Psalm 106: 1-6, 19-23 (NRSV)
1 Praise the Lord!
O give thanks to the Lord, for he is good;
for his steadfast love endures forever.
2 Who can utter the mighty doings of the Lord,
or declare all his praise?
3 Happy are those who observe justice,
who do righteousness at all times.
4 Remember me, O Lord, when you show favor to your people;
help me when you deliver them;
5 that I may see the prosperity of your chosen ones,
that I may rejoice in the gladness of your nation,
that I may glory in your heritage.
6 Both we and our ancestors have sinned;
we have committed iniquity, have done wickedly.
19 They made a calf at Horeb
and worshiped a cast image.
20 They exchanged the glory of God
for the image of an ox that eats grass.
21 They forgot God, their Savior,
who had done great things in Egypt,
22 wondrous works in the land of Ham,
and awesome deeds by the Red Sea.
23 Therefore he said he would destroy them—
had not Moses, his chosen one,
stood in the breach before him,
to turn away his wrath from destroying them.
The psalmist was still pondering the golden calf incident and how the Hebrew people had exchanged the glory of their God, ‘for the image of an ox that eats grass!’, hundreds of years later. The expression ‘golden calf’ has come to mean an unworthy or inappropriate object of worship, possibly but not always, a material item. We may think this has little relevance to us who preach from the pulpit or sit in the pews, but we are likely to be mistaken. There’s the music we love to sing; the new audio-visual system we have prized; the pattern of worship we prefer or the refurbished church building itself. All of these are fine in themselves, but each (and many similar) has the potential to become the thing that is worshipped, instead of the living God.
The consequence of a golden calf mentality is a self-serving church community. Numerical growth is likely to be slow: why would it be otherwise if there is little stimulus to mission from an inward-looking congregation? Spiritual growth will be similarly hindered when a congregation is principally interested in maintenance, instead of seeking to reflect the glory of God in the world.

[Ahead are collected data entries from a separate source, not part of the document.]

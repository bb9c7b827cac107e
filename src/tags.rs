//! The tag policy table consulted by the segmenter.
//!
//! Each known tag maps to a small structural behavior; the segmenter never
//! inspects anything else about a tag. Tags absent from the table take the
//! conservative default: they change the nesting depth and force a flush on
//! both enter and exit, so unrecognized structure always breaks a block.

/// Structural behavior of a known tag.
#[derive(Debug, Clone, Copy, PartialEq, Eq)]
pub enum TagAction {
    /// Starts a subtree whose text never reaches any block or the title
    /// (script, style, form controls and embedded objects).
    Ignorable,
    /// A hyperlink; enclosed text is tracked separately for link density.
    Anchor,
    /// The document body. Only text inside it can form blocks.
    Body,
    /// Inline markup that implies a word boundary around itself.
    InlineWhitespace,
    /// Inline markup that joins adjacent text without a word boundary.
    InlineNoWhitespace,
}

impl TagAction {
    /// Whether entering or leaving a tag with this action moves the
    /// structural nesting depth. Inline markup does not.
    #[must_use]
    pub fn changes_tag_level(self) -> bool {
        !matches!(self, Self::InlineWhitespace | Self::InlineNoWhitespace)
    }
}

/// Look up the policy for a lower-cased tag name.
#[must_use]
pub fn tag_action(name: &str) -> Option<TagAction> {
    match name {
        "applet" | "figcaption" | "figure" | "noscript" | "object" | "option" | "script"
        | "style" => Some(TagAction::Ignorable),

        "a" => Some(TagAction::Anchor),

        "body" => Some(TagAction::Body),

        "abbr" | "acronym" => Some(TagAction::InlineWhitespace),

        "b" | "code" | "em" | "font" | "i" | "strike" | "strong" | "sub" | "sup" | "tt" | "u"
        | "var" => Some(TagAction::InlineNoWhitespace),

        _ => None,
    }
}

COVID-19, cruel though it is, gives us a chance to reflect, to realign our beliefs, values and goals. Its shocking fallout is prompting all of us in the Church to ask in-depth questions about ministry and mission along the lines of these: What’s gone well (in spite of everything)? What do we need to respond to and how? What’s been lost or should be reduced or even abandoned? What’s positive, new, and emerging and requires development and resourcing?
The Hebrews’ sin was to forget God and instead allow other things to divert and draw them away from true worship. Let’s not make the same mistake.
God of renewal, we’re not good at changing schedules, adapting to change, starting again. Help us to discern through this crisis what’s distracting us and holding us back from true worship, and how best we can serve you in today’s world. Amen.